**DATASET EXCERPTS:**
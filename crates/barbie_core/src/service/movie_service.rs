//! Movie use-case service.
//!
//! # Invariants
//! - Service APIs never bypass repository validation/persistence contracts.
//! - Service layer remains storage-agnostic.

use crate::model::movie::{AddedRange, Movie, MovieId, MoviePatch, MovieSearch, NewMovie};
use crate::repo::movie_repo::{MovieRepository, RepoResult};

/// Use-case service wrapper for catalog operations.
pub struct MovieService<R: MovieRepository> {
    repo: R,
}

impl<R: MovieRepository> MovieService<R> {
    /// Creates a service using the provided repository implementation.
    pub fn new(repo: R) -> Self {
        Self { repo }
    }

    pub fn list_movies(&self) -> RepoResult<Vec<Movie>> {
        self.repo.list_all()
    }

    pub fn get_movie(&self, id: MovieId) -> RepoResult<Option<Movie>> {
        self.repo.get(id)
    }

    /// Adds a movie and returns its new id.
    pub fn add_movie(&self, movie: &NewMovie) -> RepoResult<MovieId> {
        self.repo.add(movie)
    }

    /// Applies a partial update.
    ///
    /// Returns `0` for an unknown id or an empty patch.
    pub fn update_movie(&self, id: MovieId, patch: &MoviePatch) -> RepoResult<usize> {
        self.repo.update(id, patch)
    }

    /// Returns `0` when the id does not exist.
    pub fn delete_movie(&self, id: MovieId) -> RepoResult<usize> {
        self.repo.delete(id)
    }

    pub fn search_movies(&self, criteria: &MovieSearch) -> RepoResult<Vec<Movie>> {
        self.repo.search(criteria)
    }

    pub fn movies_added_between(&self, range: &AddedRange) -> RepoResult<Vec<Movie>> {
        self.repo.filter_by_added_range(range)
    }
}
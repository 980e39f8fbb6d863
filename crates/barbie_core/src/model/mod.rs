//! Typed domain model for the movie catalog.
//!
//! # Responsibility
//! - Define the canonical `Movie` record and its write/query payloads.
//! - Keep "not supplied" distinct from empty or zero values.
//!
//! # Invariants
//! - Every stored movie is identified by a storage-assigned `MovieId`.
//! - Deletion is a hard delete; there are no tombstones.

pub mod movie;
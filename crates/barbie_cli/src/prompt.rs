//! Line-oriented field prompts.
//!
//! # Invariants
//! - Blank input maps to "not supplied".
//! - Unparseable numbers map to "not supplied", never to an error.
//! - In update prompts the literal `-` clears a nullable field.

use std::io::{self, BufRead, Write};

pub(crate) const CLEAR_MARKER: &str = "-";

/// Reads answers from `input` after writing prompts to `output`.
pub struct Prompter<R, W> {
    input: R,
    output: W,
}

impl<R: BufRead, W: Write> Prompter<R, W> {
    pub fn new(input: R, output: W) -> Self {
        Self { input, output }
    }

    /// Writes a full line of program output.
    pub fn say(&mut self, message: impl AsRef<str>) -> io::Result<()> {
        writeln!(self.output, "{}", message.as_ref())
    }

    /// Prompts and returns the trimmed answer, or `None` at end of input.
    pub fn line(&mut self, prompt: &str) -> io::Result<Option<String>> {
        write!(self.output, "{prompt}")?;
        self.output.flush()?;

        let mut buf = String::new();
        if self.input.read_line(&mut buf)? == 0 {
            return Ok(None);
        }
        Ok(Some(buf.trim().to_string()))
    }

    pub fn text(&mut self, prompt: &str) -> io::Result<Option<String>> {
        Ok(self.line(prompt)?.and_then(non_blank))
    }

    pub fn int(&mut self, prompt: &str) -> io::Result<Option<i64>> {
        Ok(self.text(prompt)?.and_then(|value| value.parse().ok()))
    }

    pub fn real(&mut self, prompt: &str) -> io::Result<Option<f64>> {
        Ok(self.text(prompt)?.and_then(|value| parse_real(&value)))
    }

    /// Update prompt for a nullable text column.
    pub fn text_change(&mut self, prompt: &str) -> io::Result<Option<Option<String>>> {
        Ok(self.text(prompt)?.map(|value| {
            if value == CLEAR_MARKER {
                None
            } else {
                Some(value)
            }
        }))
    }

    pub fn int_change(&mut self, prompt: &str) -> io::Result<Option<Option<i64>>> {
        Ok(self
            .text(prompt)?
            .and_then(|value| parse_change(&value, |raw| raw.parse().ok())))
    }

    pub fn real_change(&mut self, prompt: &str) -> io::Result<Option<Option<f64>>> {
        Ok(self.text(prompt)?.and_then(|value| parse_change(&value, parse_real)))
    }
}

fn non_blank(value: String) -> Option<String> {
    if value.is_empty() {
        None
    } else {
        Some(value)
    }
}

fn parse_real(value: &str) -> Option<f64> {
    value.parse::<f64>().ok().filter(|number| number.is_finite())
}

fn parse_change<T>(value: &str, parse: impl Fn(&str) -> Option<T>) -> Option<Option<T>> {
    if value == CLEAR_MARKER {
        return Some(None);
    }
    parse(value).map(Some)
}
//! Repository layer abstractions and persistence implementations.
//!
//! # Responsibility
//! - Define use-case oriented data access contracts.
//! - Isolate SQLite query details from service orchestration.
//!
//! # Invariants
//! - Repository writes must validate payloads before persistence.
//! - Missing rows are reported as zero counts or `None`, never as errors.

pub mod movie_repo;
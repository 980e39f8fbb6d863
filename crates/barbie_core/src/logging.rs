//! Catalog logging bootstrap and safety policy.
//!
//! # Responsibility
//! - Initialize file-based rolling logs exactly once per process.
//! - Emit stable, metadata-only diagnostic events (ids and counts, never
//!   titles or links).
//!
//! # Invariants
//! - Logging init is idempotent for the same level and directory.
//! - Logging initialization must not panic.
//! - Re-initialization with a different level or directory is rejected.

use flexi_logger::{Cleanup, Criterion, FileSpec, Logger, LoggerHandle, Naming, WriteMode};
use log::{error, info};
use once_cell::sync::OnceCell;
use std::path::{Path, PathBuf};
use thiserror::Error;

const LOG_FILE_BASENAME: &str = "barbie";
const MAX_LOG_FILE_SIZE_BYTES: u64 = 10 * 1024 * 1024;
const MAX_LOG_FILES: usize = 5;
const MAX_PANIC_PAYLOAD_CHARS: usize = 160;

static LOGGING_STATE: OnceCell<LoggingState> = OnceCell::new();
static PANIC_HOOK_INSTALLED: OnceCell<()> = OnceCell::new();

struct LoggingState {
    level: &'static str,
    log_dir: PathBuf,
    _logger: LoggerHandle,
}

/// Logging bootstrap failures.
#[derive(Debug, Error)]
pub enum LoggingError {
    #[error("unsupported log level `{0}`; expected trace|debug|info|warn|error")]
    UnsupportedLevel(String),
    #[error("log_dir must be an absolute path, got `{}`", .0.display())]
    RelativeDir(PathBuf),
    #[error("failed to create log directory `{}`: {source}", .path.display())]
    CreateDir {
        path: PathBuf,
        #[source]
        source: std::io::Error,
    },
    #[error("failed to start logger: {0}")]
    Backend(#[from] flexi_logger::FlexiLoggerError),
    #[error("logging already initialized with {active}; refusing to switch to {requested}")]
    Conflict { active: String, requested: String },
}

/// Initializes catalog logging with level and directory.
///
/// # Errors
/// - `level` is not one of the supported names.
/// - `log_dir` is relative or cannot be created.
/// - A previous call configured a different level or directory.
pub fn init_logging(level: &str, log_dir: &Path) -> Result<(), LoggingError> {
    let normalized_level = normalize_level(level)?;
    if !log_dir.is_absolute() {
        return Err(LoggingError::RelativeDir(log_dir.to_path_buf()));
    }

    let state = LOGGING_STATE.get_or_try_init(|| -> Result<LoggingState, LoggingError> {
        std::fs::create_dir_all(log_dir).map_err(|source| LoggingError::CreateDir {
            path: log_dir.to_path_buf(),
            source,
        })?;

        let logger = Logger::try_with_str(normalized_level)?
            .log_to_file(
                FileSpec::default()
                    .directory(log_dir)
                    .basename(LOG_FILE_BASENAME),
            )
            .rotate(
                Criterion::Size(MAX_LOG_FILE_SIZE_BYTES),
                Naming::Numbers,
                Cleanup::KeepLogFiles(MAX_LOG_FILES),
            )
            .write_mode(WriteMode::BufferAndFlush)
            .append()
            .format_for_files(flexi_logger::detailed_format)
            .start()?;

        install_panic_hook_once();

        info!(
            "event=app_start module=core status=ok platform={} version={}",
            std::env::consts::OS,
            env!("CARGO_PKG_VERSION")
        );

        Ok(LoggingState {
            level: normalized_level,
            log_dir: log_dir.to_path_buf(),
            _logger: logger,
        })
    })?;

    if state.log_dir != log_dir {
        return Err(LoggingError::Conflict {
            active: format!("directory `{}`", state.log_dir.display()),
            requested: format!("`{}`", log_dir.display()),
        });
    }
    if state.level != normalized_level {
        return Err(LoggingError::Conflict {
            active: format!("level `{}`", state.level),
            requested: format!("`{normalized_level}`"),
        });
    }

    Ok(())
}

/// Returns `(level, log_dir)` once logging is active.
pub fn logging_status() -> Option<(&'static str, PathBuf)> {
    LOGGING_STATE
        .get()
        .map(|state| (state.level, state.log_dir.clone()))
}

/// `debug` for debug builds, `info` otherwise.
pub fn default_log_level() -> &'static str {
    if cfg!(debug_assertions) {
        "debug"
    } else {
        "info"
    }
}

fn normalize_level(level: &str) -> Result<&'static str, LoggingError> {
    match level.trim().to_ascii_lowercase().as_str() {
        "trace" => Ok("trace"),
        "debug" => Ok("debug"),
        "info" => Ok("info"),
        "warn" | "warning" => Ok("warn"),
        "error" => Ok("error"),
        other => Err(LoggingError::UnsupportedLevel(other.to_string())),
    }
}

fn install_panic_hook_once() {
    if PANIC_HOOK_INSTALLED.get().is_some() {
        return;
    }

    let previous_hook = std::panic::take_hook();
    std::panic::set_hook(Box::new(move |panic_info| {
        // Payload may echo user input; keep it on one line and bounded.
        let location = panic_info
            .location()
            .map(|loc| format!("{}:{}", loc.file(), loc.line()))
            .unwrap_or_else(|| "unknown".to_string());
        let payload = panic_payload_summary(panic_info);
        error!(
            "event=panic_captured module=core status=error location={} payload={}",
            location, payload
        );
        previous_hook(panic_info);
    }));

    let _ = PANIC_HOOK_INSTALLED.set(());
}

fn panic_payload_summary(info: &std::panic::PanicHookInfo<'_>) -> String {
    let payload = if let Some(message) = info.payload().downcast_ref::<&str>() {
        (*message).to_string()
    } else if let Some(message) = info.payload().downcast_ref::<String>() {
        message.clone()
    } else {
        "non-string panic payload".to_string()
    };

    sanitize_message(&payload, MAX_PANIC_PAYLOAD_CHARS)
}

fn sanitize_message(value: &str, max_chars: usize) -> String {
    let normalized = value.replace(['\n', '\r'], " ");
    let mut truncated = normalized.chars().take(max_chars).collect::<String>();
    if normalized.chars().count() > max_chars {
        truncated.push_str("...");
    }
    truncated
}
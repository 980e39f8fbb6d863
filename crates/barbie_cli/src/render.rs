//! Human-readable movie rows.

use barbie_core::repo::movie_repo::format_storage_timestamp;
use barbie_core::Movie;

const EMPTY_RESULT: &str = "(no results)";
const MISSING_YEAR: &str = "N/A";
const MISSING_FIELD: &str = "-";

/// Renders one line per movie, or a single `(no results)` line.
pub fn render_movies(movies: &[Movie]) -> Vec<String> {
    if movies.is_empty() {
        return vec![EMPTY_RESULT.to_string()];
    }
    movies.iter().map(render_movie).collect()
}

pub fn render_movie(movie: &Movie) -> String {
    format!(
        "[{}] {} ({}) | Genre={} | Theme={} | Character={} | Rating={} | Link={} | Added={}",
        movie.id,
        movie.title,
        movie
            .year
            .map_or_else(|| MISSING_YEAR.to_string(), |year| year.to_string()),
        or_missing(movie.genre.as_deref()),
        or_missing(movie.theme.as_deref()),
        or_missing(movie.character.as_deref()),
        movie
            .rating
            .map_or_else(|| MISSING_FIELD.to_string(), |rating| format!("{rating:?}")),
        or_missing(movie.watch_link.as_deref()),
        format_storage_timestamp(&movie.added_at),
    )
}

fn or_missing(value: Option<&str>) -> &str {
    value.unwrap_or(MISSING_FIELD)
}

**ASSIGNED TASK:**
Please return exactly the lines from the opening line of the data above through the line with "provided repository implementation.", both included and nothing else.

**TASK RESULT:**
filename crates/barbie_core/src/service/movie_service.rs
//! Movie use-case service.
//!
//! # Invariants
//! - Service APIs never bypass repository validation/persistence contracts.
//! - Service layer remains storage-agnostic.

use crate::model::movie::{AddedRange, Movie, MovieId, MoviePatch, MovieSearch, NewMovie};
use crate::repo::movie_repo::{MovieRepository, RepoResult};

/// Use-case service wrapper for catalog operations.
pub struct MovieService<R: MovieRepository> {
    repo: R,
}

impl<R: MovieRepository> MovieService<R> {
    /// Creates a service using the provided repository implementation.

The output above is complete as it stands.